**Problem to solve:** Write out the lines from the top of the material through the line with "pub const DEFAULT_BASE_NAME: &str", exactly and with nothing added.

**Data excerpts:**
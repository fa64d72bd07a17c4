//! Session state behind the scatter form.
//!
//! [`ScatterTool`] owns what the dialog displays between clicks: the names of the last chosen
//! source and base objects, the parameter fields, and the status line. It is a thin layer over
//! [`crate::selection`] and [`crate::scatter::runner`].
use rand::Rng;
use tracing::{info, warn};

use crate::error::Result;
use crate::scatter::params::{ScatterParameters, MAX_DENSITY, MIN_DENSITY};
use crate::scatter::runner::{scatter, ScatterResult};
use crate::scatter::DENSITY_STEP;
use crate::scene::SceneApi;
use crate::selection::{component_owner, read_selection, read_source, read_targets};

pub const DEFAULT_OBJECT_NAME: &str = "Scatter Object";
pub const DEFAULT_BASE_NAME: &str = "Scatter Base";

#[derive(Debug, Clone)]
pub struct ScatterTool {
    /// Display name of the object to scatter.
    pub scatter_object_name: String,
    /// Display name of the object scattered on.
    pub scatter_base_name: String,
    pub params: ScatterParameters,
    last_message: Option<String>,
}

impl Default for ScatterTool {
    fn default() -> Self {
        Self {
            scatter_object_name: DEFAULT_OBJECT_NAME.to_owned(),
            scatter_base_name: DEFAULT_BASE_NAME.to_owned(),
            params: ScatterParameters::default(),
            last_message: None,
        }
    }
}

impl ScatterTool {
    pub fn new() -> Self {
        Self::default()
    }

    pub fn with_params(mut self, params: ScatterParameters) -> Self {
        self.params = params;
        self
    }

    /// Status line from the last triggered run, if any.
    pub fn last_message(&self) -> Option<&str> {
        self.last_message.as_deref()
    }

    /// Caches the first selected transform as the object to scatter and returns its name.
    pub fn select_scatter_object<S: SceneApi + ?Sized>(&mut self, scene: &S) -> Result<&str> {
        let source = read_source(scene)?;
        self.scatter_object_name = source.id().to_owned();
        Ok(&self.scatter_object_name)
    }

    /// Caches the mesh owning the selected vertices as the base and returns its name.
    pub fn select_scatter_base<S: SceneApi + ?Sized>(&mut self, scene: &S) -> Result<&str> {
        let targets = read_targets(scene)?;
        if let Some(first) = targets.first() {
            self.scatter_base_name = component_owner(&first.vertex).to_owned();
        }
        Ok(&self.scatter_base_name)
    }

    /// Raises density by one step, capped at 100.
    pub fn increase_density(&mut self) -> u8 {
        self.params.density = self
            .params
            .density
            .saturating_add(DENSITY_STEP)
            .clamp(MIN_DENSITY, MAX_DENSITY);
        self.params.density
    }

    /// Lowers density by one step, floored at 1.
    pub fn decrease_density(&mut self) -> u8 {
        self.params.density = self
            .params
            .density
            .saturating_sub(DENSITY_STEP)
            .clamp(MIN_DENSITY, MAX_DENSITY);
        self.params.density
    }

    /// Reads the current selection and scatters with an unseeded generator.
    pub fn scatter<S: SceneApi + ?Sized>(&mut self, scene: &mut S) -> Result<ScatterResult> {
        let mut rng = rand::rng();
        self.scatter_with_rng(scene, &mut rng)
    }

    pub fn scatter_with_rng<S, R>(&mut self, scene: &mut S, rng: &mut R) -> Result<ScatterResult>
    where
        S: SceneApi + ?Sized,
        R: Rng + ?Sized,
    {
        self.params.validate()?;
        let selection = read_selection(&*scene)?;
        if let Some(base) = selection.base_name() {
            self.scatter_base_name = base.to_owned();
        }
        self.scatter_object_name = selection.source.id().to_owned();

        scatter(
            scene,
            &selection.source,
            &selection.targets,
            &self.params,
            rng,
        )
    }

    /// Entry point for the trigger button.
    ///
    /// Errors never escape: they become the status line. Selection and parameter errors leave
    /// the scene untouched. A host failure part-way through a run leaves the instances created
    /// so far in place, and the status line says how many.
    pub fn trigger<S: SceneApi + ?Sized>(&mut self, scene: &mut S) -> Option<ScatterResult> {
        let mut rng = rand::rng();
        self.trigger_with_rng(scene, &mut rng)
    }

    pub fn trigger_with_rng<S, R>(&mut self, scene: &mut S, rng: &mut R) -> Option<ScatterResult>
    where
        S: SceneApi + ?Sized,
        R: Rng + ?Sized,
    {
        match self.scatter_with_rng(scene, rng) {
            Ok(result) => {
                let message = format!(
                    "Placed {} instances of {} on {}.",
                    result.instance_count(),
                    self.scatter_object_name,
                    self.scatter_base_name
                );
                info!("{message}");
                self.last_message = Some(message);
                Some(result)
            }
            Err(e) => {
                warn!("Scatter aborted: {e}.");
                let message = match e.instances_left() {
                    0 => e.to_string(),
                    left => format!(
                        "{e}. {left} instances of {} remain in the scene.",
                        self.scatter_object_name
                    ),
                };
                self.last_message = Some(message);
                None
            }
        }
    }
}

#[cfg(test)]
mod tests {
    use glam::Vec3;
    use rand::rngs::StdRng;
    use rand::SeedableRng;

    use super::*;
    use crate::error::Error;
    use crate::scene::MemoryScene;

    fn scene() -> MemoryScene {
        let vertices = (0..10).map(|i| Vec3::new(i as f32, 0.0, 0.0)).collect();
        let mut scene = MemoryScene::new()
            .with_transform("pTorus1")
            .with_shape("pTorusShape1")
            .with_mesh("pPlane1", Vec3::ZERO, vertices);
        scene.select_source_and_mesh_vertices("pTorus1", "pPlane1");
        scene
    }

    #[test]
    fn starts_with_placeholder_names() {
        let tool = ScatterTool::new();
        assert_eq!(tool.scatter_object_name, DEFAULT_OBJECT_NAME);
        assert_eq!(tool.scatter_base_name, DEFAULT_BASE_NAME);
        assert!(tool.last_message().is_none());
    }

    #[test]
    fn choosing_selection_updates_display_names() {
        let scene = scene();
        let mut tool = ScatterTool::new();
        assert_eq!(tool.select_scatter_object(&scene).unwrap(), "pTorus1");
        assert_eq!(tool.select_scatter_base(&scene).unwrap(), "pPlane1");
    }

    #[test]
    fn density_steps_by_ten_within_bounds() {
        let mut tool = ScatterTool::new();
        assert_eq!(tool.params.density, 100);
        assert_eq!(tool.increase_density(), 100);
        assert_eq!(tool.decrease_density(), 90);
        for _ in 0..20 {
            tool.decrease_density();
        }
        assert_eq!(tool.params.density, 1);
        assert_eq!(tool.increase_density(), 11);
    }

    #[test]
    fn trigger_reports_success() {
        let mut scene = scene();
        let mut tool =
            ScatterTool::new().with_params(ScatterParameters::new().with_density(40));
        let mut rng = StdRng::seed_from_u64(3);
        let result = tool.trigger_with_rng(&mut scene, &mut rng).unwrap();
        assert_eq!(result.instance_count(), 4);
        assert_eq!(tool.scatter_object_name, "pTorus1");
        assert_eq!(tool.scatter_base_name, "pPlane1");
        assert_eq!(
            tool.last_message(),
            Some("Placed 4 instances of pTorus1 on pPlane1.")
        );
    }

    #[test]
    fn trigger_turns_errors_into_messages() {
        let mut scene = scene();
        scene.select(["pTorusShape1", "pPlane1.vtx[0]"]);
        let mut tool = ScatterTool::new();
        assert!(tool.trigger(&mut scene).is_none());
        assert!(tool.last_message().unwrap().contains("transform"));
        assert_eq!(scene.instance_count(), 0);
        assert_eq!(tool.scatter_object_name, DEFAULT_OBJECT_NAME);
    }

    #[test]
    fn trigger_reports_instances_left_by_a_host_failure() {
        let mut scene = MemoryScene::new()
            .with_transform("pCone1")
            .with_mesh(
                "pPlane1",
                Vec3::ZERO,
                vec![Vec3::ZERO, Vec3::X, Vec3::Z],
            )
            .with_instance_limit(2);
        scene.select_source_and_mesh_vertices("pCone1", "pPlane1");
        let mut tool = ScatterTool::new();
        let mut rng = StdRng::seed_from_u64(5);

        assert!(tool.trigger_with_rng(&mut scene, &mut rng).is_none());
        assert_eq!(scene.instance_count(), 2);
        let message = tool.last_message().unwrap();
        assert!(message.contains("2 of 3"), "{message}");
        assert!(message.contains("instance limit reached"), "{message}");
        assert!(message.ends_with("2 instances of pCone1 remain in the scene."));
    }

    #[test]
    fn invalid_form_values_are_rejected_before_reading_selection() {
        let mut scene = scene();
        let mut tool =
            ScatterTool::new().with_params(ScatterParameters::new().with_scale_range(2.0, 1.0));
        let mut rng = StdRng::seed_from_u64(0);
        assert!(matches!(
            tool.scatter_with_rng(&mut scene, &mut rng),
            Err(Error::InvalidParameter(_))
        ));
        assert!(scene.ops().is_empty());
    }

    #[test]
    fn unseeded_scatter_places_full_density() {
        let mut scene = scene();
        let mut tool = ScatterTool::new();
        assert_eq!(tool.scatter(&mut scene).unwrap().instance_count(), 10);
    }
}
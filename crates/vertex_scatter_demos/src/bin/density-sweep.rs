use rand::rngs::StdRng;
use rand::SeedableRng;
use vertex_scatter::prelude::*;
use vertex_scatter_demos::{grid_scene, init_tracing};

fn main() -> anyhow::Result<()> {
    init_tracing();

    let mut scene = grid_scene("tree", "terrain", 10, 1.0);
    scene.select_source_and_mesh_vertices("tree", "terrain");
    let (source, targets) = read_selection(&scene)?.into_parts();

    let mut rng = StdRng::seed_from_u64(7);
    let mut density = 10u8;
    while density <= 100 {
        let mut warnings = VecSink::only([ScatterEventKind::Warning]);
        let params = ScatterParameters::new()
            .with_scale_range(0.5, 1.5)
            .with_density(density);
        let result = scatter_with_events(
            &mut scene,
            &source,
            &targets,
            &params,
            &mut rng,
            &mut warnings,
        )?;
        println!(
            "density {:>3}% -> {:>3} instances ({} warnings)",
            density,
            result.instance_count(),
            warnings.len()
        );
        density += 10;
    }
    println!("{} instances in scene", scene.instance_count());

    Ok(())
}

**Written reply:**
repository fa64d72bd07a17c4
//! Session state behind the scatter form.
//!
//! [`ScatterTool`] owns what the dialog displays between clicks: the names of the last chosen
//! source and base objects, the parameter fields, and the status line. It is a thin layer over
//! [`crate::selection`] and [`crate::scatter::runner`].
use rand::Rng;
use tracing::{info, warn};

use crate::error::Result;
use crate::scatter::params::{ScatterParameters, MAX_DENSITY, MIN_DENSITY};
use crate::scatter::runner::{scatter, ScatterResult};
use crate::scatter::DENSITY_STEP;
use crate::scene::SceneApi;
use crate::selection::{component_owner, read_selection, read_source, read_targets};

pub const DEFAULT_OBJECT_NAME: &str = "Scatter Object";
pub const DEFAULT_BASE_NAME: &str = "Scatter Base";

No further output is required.